▶ **Your task**:
Word for word, restate the records that follow.

(Dataset entries)
-.-.-

//! Request orchestration over the store and synchronizer.

use crate::{CatalogError, CatalogResult, EntityKind};
use campus_model::{College, CollegeFields, Course, CourseFields};
use campus_store::CatalogStore;
use campus_sync::reconcile::{self, Authority, ClosureViolation, RepairReport};
use campus_sync::{ReferenceSynchronizer, SyncError, SyncStep};
use campus_types::{CollegeId, CourseId};
use serde::{Deserialize, Serialize};
use std::collections::HashSet;
use std::sync::Arc;
use tracing::{debug, warn};

/// A college with its course references resolved for display.
#[derive(Debug, Clone, PartialEq, Serialize, Deserialize)]
pub struct CollegeDetail {
    pub college: College,
    /// The referenced courses that exist, sorted by name. Dangling forward
    /// references resolve to nothing, they are not an error here.
    pub courses: Vec<Course>,
}

/// A course with its college references resolved for display.
#[derive(Debug, Clone, PartialEq, Serialize, Deserialize)]
pub struct CourseDetail {
    pub course: Course,
    pub colleges: Vec<College>,
}

/// The boundary the transport layer calls into: six mutating operations,
/// resolved reads, and the reconciliation entry points.
///
/// Writes to the same record are assumed to be serialized by the caller;
/// nothing here enforces that, and overlapping updates can strand the
/// inverse side (see the reconcile module).
pub struct CatalogService {
    store: Arc<dyn CatalogStore>,
    sync: ReferenceSynchronizer,
}

impl CatalogService {
    /// Creates a service over the given store.
    pub fn new(store: Arc<dyn CatalogStore>) -> Self {
        Self {
            sync: ReferenceSynchronizer::new(store.clone()),
            store,
        }
    }

    // ── College mutations ─────────────────────────────────────────

    /// Validates and persists a new college, then links it back from the
    /// referenced courses.
    pub fn create_college(
        &self,
        fields: CollegeFields,
        courses_offered: HashSet<CourseId>,
    ) -> CatalogResult<College> {
        fields.validate().map_err(CatalogError::Validation)?;
        let college = College::create(fields, courses_offered.clone());
        self.store.insert_college(&college)?;
        debug!(college = %college.id, name = %college.name, "college created");

        self.sync
            .college_created(college.id, &courses_offered)
            .map_err(|e| sync_failure(EntityKind::College, college.id.to_string(), e))?;
        Ok(college)
    }

    /// Replaces a college's attributes and its course list.
    pub fn update_college(
        &self,
        id: CollegeId,
        fields: CollegeFields,
        courses_offered: HashSet<CourseId>,
    ) -> CatalogResult<College> {
        fields.validate().map_err(CatalogError::Validation)?;
        if !self.store.set_college_fields(id, fields)? {
            return Err(CatalogError::NotFound {
                kind: EntityKind::College,
                id: id.to_string(),
            });
        }
        debug!(college = %id, "college fields replaced");

        self.sync
            .college_updated(id, &courses_offered)
            .map_err(|e| sync_failure(EntityKind::College, id.to_string(), e))?;

        self.store
            .get_college(id)?
            .ok_or_else(|| CatalogError::NotFound {
                kind: EntityKind::College,
                id: id.to_string(),
            })
    }

    /// Removes a college and excises it from every course referencing it.
    pub fn delete_college(&self, id: CollegeId) -> CatalogResult<()> {
        self.sync.college_deleted(id).map_err(|e| match e {
            SyncError::NotFound { .. } => CatalogError::NotFound {
                kind: EntityKind::College,
                id: id.to_string(),
            },
            // The remove itself failed: nothing was applied.
            SyncError::Store {
                step: SyncStep::RemovePrimary,
                source,
            } => CatalogError::Store(source),
            other => sync_failure(EntityKind::College, id.to_string(), other),
        })?;
        debug!(college = %id, "college deleted");
        Ok(())
    }

    // ── Course mutations ──────────────────────────────────────────

    /// Validates and persists a new course, then links it back from the
    /// referenced colleges.
    pub fn create_course(
        &self,
        fields: CourseFields,
        colleges: HashSet<CollegeId>,
    ) -> CatalogResult<Course> {
        fields.validate().map_err(CatalogError::Validation)?;
        let course = Course::create(fields, colleges.clone());
        self.store.insert_course(&course)?;
        debug!(course = %course.id, name = %course.name, "course created");

        self.sync
            .course_created(course.id, &colleges)
            .map_err(|e| sync_failure(EntityKind::Course, course.id.to_string(), e))?;
        Ok(course)
    }

    /// Replaces a course's attributes and its college list.
    pub fn update_course(
        &self,
        id: CourseId,
        fields: CourseFields,
        colleges: HashSet<CollegeId>,
    ) -> CatalogResult<Course> {
        fields.validate().map_err(CatalogError::Validation)?;
        if !self.store.set_course_fields(id, fields)? {
            return Err(CatalogError::NotFound {
                kind: EntityKind::Course,
                id: id.to_string(),
            });
        }
        debug!(course = %id, "course fields replaced");

        self.sync
            .course_updated(id, &colleges)
            .map_err(|e| sync_failure(EntityKind::Course, id.to_string(), e))?;

        self.store
            .get_course(id)?
            .ok_or_else(|| CatalogError::NotFound {
                kind: EntityKind::Course,
                id: id.to_string(),
            })
    }

    /// Removes a course and excises it from every college referencing it.
    pub fn delete_course(&self, id: CourseId) -> CatalogResult<()> {
        self.sync.course_deleted(id).map_err(|e| match e {
            SyncError::NotFound { .. } => CatalogError::NotFound {
                kind: EntityKind::Course,
                id: id.to_string(),
            },
            SyncError::Store {
                step: SyncStep::RemovePrimary,
                source,
            } => CatalogError::Store(source),
            other => sync_failure(EntityKind::Course, id.to_string(), other),
        })?;
        debug!(course = %id, "course deleted");
        Ok(())
    }

    // ── Reads ─────────────────────────────────────────────────────

    /// Every college with its course references resolved.
    pub fn list_colleges(&self) -> CatalogResult<Vec<CollegeDetail>> {
        self.store
            .list_colleges()?
            .into_iter()
            .map(|college| self.resolve_college(college))
            .collect()
    }

    /// Every course with its college references resolved.
    pub fn list_courses(&self) -> CatalogResult<Vec<CourseDetail>> {
        self.store
            .list_courses()?
            .into_iter()
            .map(|course| self.resolve_course(course))
            .collect()
    }

    /// One college, resolved; `None` when the id is unknown.
    pub fn get_college(&self, id: CollegeId) -> CatalogResult<Option<CollegeDetail>> {
        match self.store.get_college(id)? {
            Some(college) => Ok(Some(self.resolve_college(college)?)),
            None => Ok(None),
        }
    }

    /// One course, resolved; `None` when the id is unknown.
    pub fn get_course(&self, id: CourseId) -> CatalogResult<Option<CourseDetail>> {
        match self.store.get_course(id)? {
            Some(course) => Ok(Some(self.resolve_course(course)?)),
            None => Ok(None),
        }
    }

    // ── Reconciliation ────────────────────────────────────────────

    /// Reports every reference currently visible from one side only.
    pub fn check_references(&self) -> CatalogResult<Vec<ClosureViolation>> {
        Ok(reconcile::check(self.store.as_ref())?)
    }

    /// Rewrites the inverse side from the chosen authoritative side.
    pub fn repair_references(&self, authority: Authority) -> CatalogResult<RepairReport> {
        Ok(reconcile::repair(self.store.as_ref(), authority)?)
    }

    fn resolve_college(&self, college: College) -> CatalogResult<CollegeDetail> {
        let mut courses = self.store.get_courses(&college.courses_offered)?;
        courses.sort_by(|a, b| a.name.cmp(&b.name));
        Ok(CollegeDetail { college, courses })
    }

    fn resolve_course(&self, course: Course) -> CatalogResult<CourseDetail> {
        let mut colleges = self.store.get_colleges(&course.colleges)?;
        colleges.sort_by(|a, b| a.name.cmp(&b.name));
        Ok(CourseDetail { course, colleges })
    }
}

/// Maps a synchronizer failure after a successful primary write. The
/// caller must hear about the inconsistency, not an unconditional success.
fn sync_failure(kind: EntityKind, id: String, err: SyncError) -> CatalogError {
    match err {
        SyncError::Store { step, source } => {
            warn!(%kind, %id, %step, "primary write saved but inverse sync failed");
            CatalogError::PartialSync {
                kind,
                id,
                step,
                source,
            }
        }
        SyncError::NotFound { .. } => CatalogError::NotFound { kind, id },
    }
}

-.-.-

▶ **Output for this exercise**:
//! Request orchestration over the store and synchronizer.

use crate::{CatalogError, CatalogResult, EntityKind};
use campus_model::{College, CollegeFields, Course, CourseFields};
use campus_store::CatalogStore;
use campus_sync::reconcile::{self, Authority, ClosureViolation, RepairReport};
use campus_sync::{ReferenceSynchronizer, SyncError, SyncStep};
use campus_types::{CollegeId, CourseId};
use serde::{Deserialize, Serialize};
use std::collections::HashSet;
use std::sync::Arc;
use tracing::{debug, warn};

/// A college with its course references resolved for display.
#[derive(Debug, Clone, PartialEq, Serialize, Deserialize)]
pub struct CollegeDetail {
    pub college: College,
    /// The referenced courses that exist, sorted by name. Dangling forward
    /// references resolve to nothing, they are not an error here.
    pub courses: Vec<Course>,
}

/// A course with its college references resolved for display.
#[derive(Debug, Clone, PartialEq, Serialize, Deserialize)]
pub struct CourseDetail {
    pub course: Course,
    pub colleges: Vec<College>,
}

/// The boundary the transport layer calls into: six mutating operations,
/// resolved reads, and the reconciliation entry points.
///
/// Writes to the same record are assumed to be serialized by the caller;
/// nothing here enforces that, and overlapping updates can strand the
/// inverse side (see the reconcile module).
pub struct CatalogService {
    store: Arc<dyn CatalogStore>,
    sync: ReferenceSynchronizer,
}

impl CatalogService {
    /// Creates a service over the given store.
    pub fn new(store: Arc<dyn CatalogStore>) -> Self {
        Self {
            sync: ReferenceSynchronizer::new(store.clone()),
            store,
        }
    }

    // ── College mutations ─────────────────────────────────────────

    /// Validates and persists a new college, then links it back from the
    /// referenced courses.
    pub fn create_college(
        &self,
        fields: CollegeFields,
        courses_offered: HashSet<CourseId>,
    ) -> CatalogResult<College> {
        fields.validate().map_err(CatalogError::Validation)?;
        let college = College::create(fields, courses_offered.clone());
        self.store.insert_college(&college)?;
        debug!(college = %college.id, name = %college.name, "college created");

        self.sync
            .college_created(college.id, &courses_offered)
            .map_err(|e| sync_failure(EntityKind::College, college.id.to_string(), e))?;
        Ok(college)
    }

    /// Replaces a college's attributes and its course list.
    pub fn update_college(
        &self,
        id: CollegeId,
        fields: CollegeFields,
        courses_offered: HashSet<CourseId>,
    ) -> CatalogResult<College> {
        fields.validate().map_err(CatalogError::Validation)?;
        if !self.store.set_college_fields(id, fields)? {
            return Err(CatalogError::NotFound {
                kind: EntityKind::College,
                id: id.to_string(),
            });
        }
        debug!(college = %id, "college fields replaced");

        self.sync
            .college_updated(id, &courses_offered)
            .map_err(|e| sync_failure(EntityKind::College, id.to_string(), e))?;

        self.store
            .get_college(id)?
            .ok_or_else(|| CatalogError::NotFound {
                kind: EntityKind::College,
                id: id.to_string(),
            })
    }

    /// Removes a college and excises it from every course referencing it.
    pub fn delete_college(&self, id: CollegeId) -> CatalogResult<()> {
        self.sync.college_deleted(id).map_err(|e| match e {
            SyncError::NotFound { .. } => CatalogError::NotFound {
                kind: EntityKind::College,
                id: id.to_string(),
            },
            // The remove itself failed: nothing was applied.
            SyncError::Store {
                step: SyncStep::RemovePrimary,
                source,
            } => CatalogError::Store(source),
            other => sync_failure(EntityKind::College, id.to_string(), other),
        })?;
        debug!(college = %id, "college deleted");
        Ok(())
    }

    // ── Course mutations ──────────────────────────────────────────

    /// Validates and persists a new course, then links it back from the
    /// referenced colleges.
    pub fn create_course(
        &self,
        fields: CourseFields,
        colleges: HashSet<CollegeId>,
    ) -> CatalogResult<Course> {
        fields.validate().map_err(CatalogError::Validation)?;
        let course = Course::create(fields, colleges.clone());
        self.store.insert_course(&course)?;
        debug!(course = %course.id, name = %course.name, "course created");

        self.sync
            .course_created(course.id, &colleges)
            .map_err(|e| sync_failure(EntityKind::Course, course.id.to_string(), e))?;
        Ok(course)
    }

    /// Replaces a course's attributes and its college list.
    pub fn update_course(
        &self,
        id: CourseId,
        fields: CourseFields,
        colleges: HashSet<CollegeId>,
    ) -> CatalogResult<Course> {
        fields.validate().map_err(CatalogError::Validation)?;
        if !self.store.set_course_fields(id, fields)? {
            return Err(CatalogError::NotFound {
                kind: EntityKind::Course,
                id: id.to_string(),
            });
        }
        debug!(course = %id, "course fields replaced");

        self.sync
            .course_updated(id, &colleges)
            .map_err(|e| sync_failure(EntityKind::Course, id.to_string(), e))?;

        self.store
            .get_course(id)?
            .ok_or_else(|| CatalogError::NotFound {
                kind: EntityKind::Course,
                id: id.to_string(),
            })
    }

    /// Removes a course and excises it from every college referencing it.
    pub fn delete_course(&self, id: CourseId) -> CatalogResult<()> {
        self.sync.course_deleted(id).map_err(|e| match e {
            SyncError::NotFound { .. } => CatalogError::NotFound {
                kind: EntityKind::Course,
                id: id.to_string(),
            },
            SyncError::Store {
                step: SyncStep::RemovePrimary,
                source,
            } => CatalogError::Store(source),
            other => sync_failure(EntityKind::Course, id.to_string(), other),
        })?;
        debug!(course = %id, "course deleted");
        Ok(())
    }

    // ── Reads ─────────────────────────────────────────────────────

    /// Every college with its course references resolved.
    pub fn list_colleges(&self) -> CatalogResult<Vec<CollegeDetail>> {
        self.store
            .list_colleges()?
            .into_iter()
            .map(|college| self.resolve_college(college))
            .collect()
    }

    /// Every course with its college references resolved.
    pub fn list_courses(&self) -> CatalogResult<Vec<CourseDetail>> {
        self.store
            .list_courses()?
            .into_iter()
            .map(|course| self.resolve_course(course))
            .collect()
    }

    /// One college, resolved; `None` when the id is unknown.
    pub fn get_college(&self, id: CollegeId) -> CatalogResult<Option<CollegeDetail>> {
        match self.store.get_college(id)? {
            Some(college) => Ok(Some(self.resolve_college(college)?)),
            None => Ok(None),
        }
    }

    /// One course, resolved; `None` when the id is unknown.
    pub fn get_course(&self, id: CourseId) -> CatalogResult<Option<CourseDetail>> {
        match self.store.get_course(id)? {
            Some(course) => Ok(Some(self.resolve_course(course)?)),
            None => Ok(None),
        }
    }

    // ── Reconciliation ────────────────────────────────────────────

    /// Reports every reference currently visible from one side only.
    pub fn check_references(&self) -> CatalogResult<Vec<ClosureViolation>> {
        Ok(reconcile::check(self.store.as_ref())?)
    }

    /// Rewrites the inverse side from the chosen authoritative side.
    pub fn repair_references(&self, authority: Authority) -> CatalogResult<RepairReport> {
        Ok(reconcile::repair(self.store.as_ref(), authority)?)
    }

    fn resolve_college(&self, college: College) -> CatalogResult<CollegeDetail> {
        let mut courses = self.store.get_courses(&college.courses_offered)?;
        courses.sort_by(|a, b| a.name.cmp(&b.name));
        Ok(CollegeDetail { college, courses })
    }

    fn resolve_course(&self, course: Course) -> CatalogResult<CourseDetail> {
        let mut colleges = self.store.get_colleges(&course.colleges)?;
        colleges.sort_by(|a, b| a.name.cmp(&b.name));
        Ok(CourseDetail { course, colleges })
    }
}

/// Maps a synchronizer failure after a successful primary write. The
/// caller must hear about the inconsistency, not an unconditional success.
fn sync_failure(kind: EntityKind, id: String, err: SyncError) -> CatalogError {
    match err {
        SyncError::Store { step, source } => {
            warn!(%kind, %id, %step, "primary write saved but inverse sync failed");
            CatalogError::PartialSync {
                kind,
                id,
                step,
                source,
            }
        }
        SyncError::NotFound { .. } => CatalogError::NotFound { kind, id },
    }
}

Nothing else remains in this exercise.